▶ REQUIRED WORK
Filter the records below and copy every line containing the word "verbose".
::::::::::
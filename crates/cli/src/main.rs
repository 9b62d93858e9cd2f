//! Concierge CLI: the main entry point.
//!
//! Commands:
//! - `onboard` writes a default config
//! - `chat`    runs turns interactively or for a single message
//! - `status`  shows configuration and storage
//! - `memory`  lists, adds or clears a user's long-term memories

use clap::{Parser, Subcommand};

mod commands;

#[derive(Parser)]
#[command(
    name = "concierge",
    about = "Concierge: a personal assistant with memory and tools",
    version,
    author
)]
struct Cli {
    #[command(subcommand)]
    command: Commands,

    /// Enable verbose logging
    #[arg(short, long, global = true)]
    verbose: bool,

    /// Emit logs as JSON lines
    #[arg(long, global = true, env = "CONCIERGE_LOG_JSON")]
    json_logs: bool,
}

#[derive(Subcommand)]
enum Commands {
    /// Write a default configuration file
    Onboard,

    /// Talk to the assistant
    Chat {
        /// Send a single message instead of entering interactive mode
        #[arg(short, long)]
        message: Option<String>,

        /// Whose conversation and memories to use
        #[arg(short, long, default_value = "local", env = "CONCIERGE_USER")]
        user: String,
    },

    /// Show configuration and storage status
    Status {
        /// Also check that the provider endpoint answers
        #[arg(long)]
        check: bool,
    },

    /// Manage long-term memories
    Memory {
        #[command(subcommand)]
        action: MemoryAction,

        /// Whose memories to manage
        #[arg(short, long, default_value = "local", env = "CONCIERGE_USER")]
        user: String,
    },
}

#[derive(Subcommand)]
enum MemoryAction {
    /// List stored memories
    List {
        /// Include archived memories
        #[arg(long)]
        all: bool,
    },

    /// Store a memory
    Add {
        content: String,

        /// Comma-separated tags
        #[arg(short, long, value_delimiter = ',')]
        tags: Vec<String>,
    },

    /// Delete every memory of the user
    Clear {
        #[arg(long)]
        confirm: bool,
    },
}

#[tokio::main]
async fn main() -> Result<(), Box<dyn std::error::Error>> {
    let cli = Cli::parse();

    let filter = if cli.verbose { "debug" } else { "warn" };
    let env_filter = tracing_subscriber::EnvFilter::try_from_default_env()
        .unwrap_or_else(|_| tracing_subscriber::EnvFilter::new(filter));
    if cli.json_logs {
        tracing_subscriber::fmt().json().with_env_filter(env_filter).init();
    } else {
        tracing_subscriber::fmt()
            .with_env_filter(env_filter)
            .with_target(false)
            .init();
    }

    match cli.command {
        Commands::Onboard => commands::onboard::run().await?,
        Commands::Chat { message, user } => commands::chat::run(message, &user).await?,
        Commands::Status { check } => commands::status::run(check).await?,
        Commands::Memory { action, user } => match action {
            MemoryAction::List { all } => commands::memory::list(&user, all).await?,
            MemoryAction::Add { content, tags } => commands::memory::add(&user, &content, tags).await?,
            MemoryAction::Clear { confirm } => commands::memory::clear(&user, confirm).await?,
        },
    }

    Ok(())
}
::::::::::
▶ ANSWER FOR THE TASK
    /// Enable verbose logging
    verbose: bool,
    let filter = if cli.verbose { "debug" } else { "warn" };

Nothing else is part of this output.